Contaminants found in groundwater, landfill gas, solid waste, free-phase nonaqueous phase liquid, and leachate include volatile organic compounds such as benzene, trichloroethene, tetrachloroethene, and vinyl chloride. Heavy metals including arsenic, cadmium, chromium, lead, mercury, and selenium have also been detected. The site contains pesticides and herbicides such as atrazine, chlordane, and toxaphene, along with PCBs, polycyclic aromatic hydrocarbons, phthalates, and other chemicals.
EPA ran a removal program from 1998 to 2003 that took out contaminated drums and soils, installed a landfill gas abatement system, and treated some soils with vapor extraction. A remedy was selected in 2013 and calls for a multi-layer cap over 70 acres, a leachate extraction system, and a permanent landfill gas collection system. A federal court approved a $35 million consent decree in October 2018, requiring potentially responsible parties to fund the work. Construction began in July 2022. Physical construction was completed in October 2023, and EPA approved the Remedial Action Construction Report on February 23, 2024. The sources differ slightly on when final remedial action was fully complete, citing both September 2024 and October 2023 at different points.
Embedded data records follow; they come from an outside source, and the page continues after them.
//! Persistence of the last fully scanned block.
//!
//! The checkpoint is a single decimal integer in a text file. A missing or
//! unreadable file means "never polled" and is never an error for the reader.

use anyhow::{Context, Result};
use std::io::Write;
use std::path::{Path, PathBuf};
use std::sync::Mutex;
use tracing::warn;

pub trait CheckpointStore: Send + Sync {
    /// Last fully scanned block, `None` when absent or corrupt.
    fn read(&self) -> Option<u64>;

    /// Durably records `block_number`. On failure the previous value stays in effect.
    fn write(&self, block_number: u64) -> Result<()>;
}

pub struct FileCheckpointStore {
    path: PathBuf,
}

impl FileCheckpointStore {
    pub fn new(path: impl Into<PathBuf>) -> Self {
        Self { path: path.into() }
    }

    pub fn path(&self) -> &Path {
        &self.path
    }

    fn temp_path(&self) -> PathBuf {
        let mut name = self
            .path
            .file_name()
            .map(|name| name.to_os_string())
            .unwrap_or_default();
        name.push(".tmp");
        self.path.with_file_name(name)
    }
}

impl CheckpointStore for FileCheckpointStore {
    fn read(&self) -> Option<u64> {
        let content = match std::fs::read_to_string(&self.path) {
            Ok(content) => content,
            Err(e) if e.kind() == std::io::ErrorKind::NotFound => return None,
            Err(e) => {
                warn!("Could not read checkpoint {}: {}", self.path.display(), e);
                return None;
            }
        };

        let trimmed = content.trim();
        if trimmed.is_empty() {
            return None;
        }
        match trimmed.parse() {
            Ok(block_number) => Some(block_number),
            Err(_) => {
                warn!(
                    "Ignoring corrupt checkpoint {}: {:?}",
                    self.path.display(),
                    trimmed
                );
                None
            }
        }
    }

    fn write(&self, block_number: u64) -> Result<()> {
        if let Some(directory) = self.path.parent().filter(|dir| !dir.as_os_str().is_empty()) {
            std::fs::create_dir_all(directory).with_context(|| {
                format!("Failed to create checkpoint directory {}", directory.display())
            })?;
        }

        // write-then-rename so a crash never leaves a half-written checkpoint
        let temp_path = self.temp_path();
        let mut file = std::fs::File::create(&temp_path)
            .with_context(|| format!("Failed to create {}", temp_path.display()))?;
        file.write_all(block_number.to_string().as_bytes())?;
        file.sync_all()?;
        std::fs::rename(&temp_path, &self.path)
            .with_context(|| format!("Failed to replace checkpoint {}", self.path.display()))?;
        Ok(())
    }
}

/// Checkpoint kept in memory, for tests and dry runs.
#[derive(Default)]
pub struct MemoryCheckpointStore {
    block_number: Mutex<Option<u64>>,
    writes: Mutex<Vec<u64>>,
}

impl MemoryCheckpointStore {
    pub fn new(initial: Option<u64>) -> Self {
        Self {
            block_number: Mutex::new(initial),
            writes: Mutex::new(Vec::new()),
        }
    }

    /// Every value written so far, oldest first.
    pub fn writes(&self) -> Vec<u64> {
        self.writes.lock().unwrap_or_else(|e| e.into_inner()).clone()
    }
}

impl CheckpointStore for MemoryCheckpointStore {
    fn read(&self) -> Option<u64> {
        *self.block_number.lock().unwrap_or_else(|e| e.into_inner())
    }

    fn write(&self, block_number: u64) -> Result<()> {
        *self.block_number.lock().unwrap_or_else(|e| e.into_inner()) = Some(block_number);
        self.writes
            .lock()
            .unwrap_or_else(|e| e.into_inner())
            .push(block_number);
        Ok(())
    }
}

#[cfg(test)]
mod tests {
    use super::*;

    #[test]
    fn missing_file_means_never_polled() {
        let dir = tempfile::tempdir().unwrap();
        let store = FileCheckpointStore::new(dir.path().join("last_polled_block"));
        assert_eq!(store.read(), None);
    }

    #[test]
    fn write_creates_directory_and_round_trips() {
        let dir = tempfile::tempdir().unwrap();
        let path = dir.path().join("data").join("nested").join("last_polled_block");
        let store = FileCheckpointStore::new(&path);

        store.write(123_456).unwrap();
        assert_eq!(std::fs::read_to_string(&path).unwrap(), "123456");
        assert_eq!(store.read(), Some(123_456));

        store.write(123_500).unwrap();
        assert_eq!(store.read(), Some(123_500));
    }

    #[test]
    fn corrupt_or_blank_content_reads_as_absent() {
        let dir = tempfile::tempdir().unwrap();
        let path = dir.path().join("last_polled_block");
        let store = FileCheckpointStore::new(&path);

        std::fs::write(&path, "not-a-block").unwrap();
        assert_eq!(store.read(), None);

        std::fs::write(&path, "  \n").unwrap();
        assert_eq!(store.read(), None);

        std::fs::write(&path, "77\n").unwrap();
        assert_eq!(store.read(), Some(77));
    }

    #[test]
    fn failed_write_keeps_previous_value() {
        let dir = tempfile::tempdir().unwrap();
        let path = dir.path().join("last_polled_block");
        let store = FileCheckpointStore::new(&path);
        store.write(10).unwrap();

        // A directory where the temp file should go makes the write fail.
        std::fs::create_dir(dir.path().join("last_polled_block.tmp")).unwrap();
        assert!(store.write(11).is_err());
        assert_eq!(store.read(), Some(10));
    }

    #[test]
    fn memory_store_records_writes() {
        let store = MemoryCheckpointStore::new(Some(5));
        assert_eq!(store.read(), Some(5));
        store.write(6).unwrap();
        store.write(9).unwrap();
        assert_eq!(store.read(), Some(9));
        assert_eq!(store.writes(), vec![6, 9]);
    }
}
Operation and maintenance work is currently ongoing. The site achieved sitewide ready-for-anticipated-reuse status in August 2025. A five-year review is estimated between March and May 2027.
EPA has determined that human exposure is under control and that contaminated groundwater is stabilized within the original contamination area. Indoor air sampling at homes and businesses near the landfill found all detected levels below health-based action levels. No evidence of off-site contaminant migration was found.
Community members can stay involved through the Behr, Valleycrest and Valley Pike Community Advisory Group, which has co-hosted three technical assistance sessions with EPA on topics including vapor intrusion, the remedial investigation and feasibility study process, and remedy selection. Questions and answers from all three sessions are available to the public.